On 4 November 2005, a storm-petrel landed on a fishing-boat in the Hauraki Gulf, New Zealand. The skipper, Geordie Murman, instantly recognised it as the bird causing such excitement in the area recently. It was kept overnight in a box.
"Karen Baird of Pterodroma Pelagics contacted me and told me she believed it was a New Zealand Storm-petrel," says Tony Pym of UK birdwatching tour company Ornitholidays, who was visiting the country at the time. "We chartered a boat to go out to the fishing vessel. Imagine our excitement when we opened the box and first saw the bird and confirmed its identification."
"We chartered a boat to go out to the fishing vessel. Imagine our excitement when we opened the box and first saw the bird and confirmed its identification." —Tony Pym, Ornitholidays
The bird was fully measured, ringed, photographed and a feather sample taken before it was released and flew off strongly. The DNA analysis should help a settle controversy over the species’s precise taxonomic status: with some people unsure in which genus it is best placed.

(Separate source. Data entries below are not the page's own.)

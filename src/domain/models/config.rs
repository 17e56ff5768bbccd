use serde::{Deserialize, Serialize};
use std::path::PathBuf;

use super::chunking::ChunkingConfig;
use super::embedding::EmbeddingConfig;
use super::inference::ModelConfig;

/// Main configuration structure for rag-review
#[derive(Debug, Clone, Default, Serialize, Deserialize)]
#[serde(rename_all = "snake_case")]
pub struct Config {
    /// Documents to review
    #[serde(default)]
    pub inputs: InputsConfig,

    /// Where the two vector indices live
    #[serde(default)]
    pub index: IndexConfig,

    /// Chunking parameters (shared by both indices)
    #[serde(default)]
    pub chunking: ChunkingConfig,

    /// Embedding backend
    #[serde(default)]
    pub embedding: EmbeddingConfig,

    /// Retrieval parameters
    #[serde(default)]
    pub retrieval: RetrievalConfig,

    /// Generative model settings
    #[serde(default)]
    pub generation: ModelConfig,

    /// Prompt templates
    #[serde(default)]
    pub prompt: PromptConfig,

    /// Logging configuration
    #[serde(default)]
    pub logging: LoggingConfig,
}

/// Input document locations
#[derive(Debug, Clone, Serialize, Deserialize)]
#[serde(rename_all = "snake_case")]
pub struct InputsConfig {
    /// Paginated style guideline (PDF)
    #[serde(default = "default_guideline_path")]
    pub guideline_path: PathBuf,

    /// Source file under review
    #[serde(default = "default_code_path")]
    pub code_path: PathBuf,
}

fn default_guideline_path() -> PathBuf {
    PathBuf::from("rules/guidelines.pdf")
}

fn default_code_path() -> PathBuf {
    PathBuf::from("review/code.kt")
}

impl Default for InputsConfig {
    fn default() -> Self {
        Self {
            guideline_path: default_guideline_path(),
            code_path: default_code_path(),
        }
    }
}

/// Vector index storage
#[derive(Debug, Clone, Serialize, Deserialize)]
#[serde(rename_all = "snake_case")]
pub struct IndexConfig {
    /// Directory of the guideline index
    #[serde(default = "default_guideline_dir")]
    pub guideline_dir: PathBuf,

    /// Directory of the code index
    #[serde(default = "default_code_dir")]
    pub code_dir: PathBuf,

    /// Load an existing index instead of rebuilding it
    #[serde(default)]
    pub reuse_existing: bool,
}

fn default_guideline_dir() -> PathBuf {
    PathBuf::from("./db/guideline_text_db")
}

fn default_code_dir() -> PathBuf {
    PathBuf::from("./db/code_text_db")
}

impl Default for IndexConfig {
    fn default() -> Self {
        Self {
            guideline_dir: default_guideline_dir(),
            code_dir: default_code_dir(),
            reuse_existing: false,
        }
    }
}

/// Retrieval configuration
#[derive(Debug, Clone, Serialize, Deserialize)]
#[serde(rename_all = "snake_case")]
pub struct RetrievalConfig {
    /// Guideline chunks placed in the prompt context
    #[serde(default = "default_top_k")]
    pub guideline_top_k: usize,

    /// Code chunks placed in the question
    #[serde(default = "default_top_k")]
    pub code_top_k: usize,

    /// Query used to pick the code chunks under review
    #[serde(default = "default_review_focus")]
    pub review_focus: String,
}

const fn default_top_k() -> usize {
    1
}

fn default_review_focus() -> String {
    "variable names, naming conventions, formatting and code style".to_string()
}

impl Default for RetrievalConfig {
    fn default() -> Self {
        Self {
            guideline_top_k: default_top_k(),
            code_top_k: default_top_k(),
            review_focus: default_review_focus(),
        }
    }
}

/// Prompt templates
#[derive(Debug, Clone, Serialize, Deserialize)]
#[serde(rename_all = "snake_case")]
pub struct PromptConfig {
    /// Final prompt; must contain `{question}` and `{context}`
    #[serde(default = "default_review_template")]
    pub review_template: String,

    /// Question built from the retrieved code; must contain `{code}`
    #[serde(default = "default_question_template")]
    pub question_template: String,
}

pub const DEFAULT_REVIEW_TEMPLATE: &str = "You are a senior developer reviewing a pull request. \
You are given code style guidelines in the context.

Check whether the given code follows every guideline provided. If it does not, suggest concrete \
code changes, name the guideline each suggestion is based on and show a short example. If the \
code follows the guidelines, say that the code is following the coding style guidelines.

Finally list suggestions for improving code quality and performance, highest priority first, \
each one concise. If you have no suggestions, say: Code looks good.

Question: {question}

Context: {context}

Answer:";

pub const DEFAULT_QUESTION_TEMPLATE: &str =
    "Give suggestions for improving the following code according to the coding style guidelines:\n{code}";

fn default_review_template() -> String {
    DEFAULT_REVIEW_TEMPLATE.to_string()
}

fn default_question_template() -> String {
    DEFAULT_QUESTION_TEMPLATE.to_string()
}

impl Default for PromptConfig {
    fn default() -> Self {
        Self {
            review_template: default_review_template(),
            question_template: default_question_template(),
        }
    }
}

/// Logging configuration
#[derive(Debug, Clone, Serialize, Deserialize)]
#[serde(rename_all = "snake_case")]
pub struct LoggingConfig {
    /// Log level: trace, debug, info, warn, error
    #[serde(default = "default_log_level")]
    pub level: String,

    /// Log format: json or pretty
    #[serde(default = "default_log_format")]
    pub format: String,

    /// Directory for rolling log files (stderr only when unset)
    #[serde(default)]
    pub log_dir: Option<PathBuf>,

    /// Rotation: daily, hourly or never
    #[serde(default = "default_rotation")]
    pub rotation: String,
}

fn default_log_level() -> String {
    "warn".to_string()
}

fn default_log_format() -> String {
    "pretty".to_string()
}

fn default_rotation() -> String {
    "daily".to_string()
}

impl Default for LoggingConfig {
    fn default() -> Self {
        Self {
            level: default_log_level(),
            format: default_log_format(),
            log_dir: None,
            rotation: default_rotation(),
        }
    }
}

#[cfg(test)]
mod tests {
    use super::*;

    #[test]
    fn test_partial_yaml_keeps_defaults() {
        let yaml = r"
inputs:
  code_path: src/Main.kt
retrieval:
  guideline_top_k: 3
";
        let config: Config = serde_yaml::from_str(yaml).expect("YAML should parse");

        assert_eq!(config.inputs.code_path, PathBuf::from("src/Main.kt"));
        assert_eq!(config.inputs.guideline_path, PathBuf::from("rules/guidelines.pdf"));
        assert_eq!(config.retrieval.guideline_top_k, 3);
        assert_eq!(config.retrieval.code_top_k, 1);
        assert_eq!(config.chunking.chunk_size, 100);
        assert_eq!(config.logging.level, "warn");
    }

    #[test]
    fn test_default_templates_have_placeholders() {
        let config = PromptConfig::default();
        assert!(config.review_template.contains("{question}"));
        assert!(config.review_template.contains("{context}"));
        assert!(config.question_template.contains("{code}"));
    }
}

Further trips to the area have attracted birds through chumming and three have been caught using nets and fitted with lightweight transmitters. Several birds were close to Little Barrier Island and this, or the nearby Mokohinau Islands where Mike Imber recently attracted a New Zealand Storm-petrel to light, could well prove to be this enigmatic species’s breeding location.
Meanwhile, the capital Wellington is looking forward to the arrival of the Volvo Ocean Race. With eleven species of albatross, more than any other country, New Zealand is considered the global stronghold for these great ocean travellers, as well as the current capital of ocean racing sailing. Dr Ben Sullivan, BirdLife International’s Global Seabird Programme Co-ordinator, said: "The importance that New Zealand has for albatross cannot be overstated. One third of the world’s 21 albatross species nest nowhere else."
New Zealand's seabirds also look set to be boosted by a draft Government accord that proposes to close some 1.2 million square kilometres – almost one third of New Zealand's Exclusive Economic Zone (EEZ) - to bottom trawling and dredging. The proposed area would extend from the subantarctic waters south of Campbell Island to the subtropical Kermadec region. When added to New Zealand deepwater areas already closed, this will make the largest single marine protection measure ever proposed within a nation state's EEZ.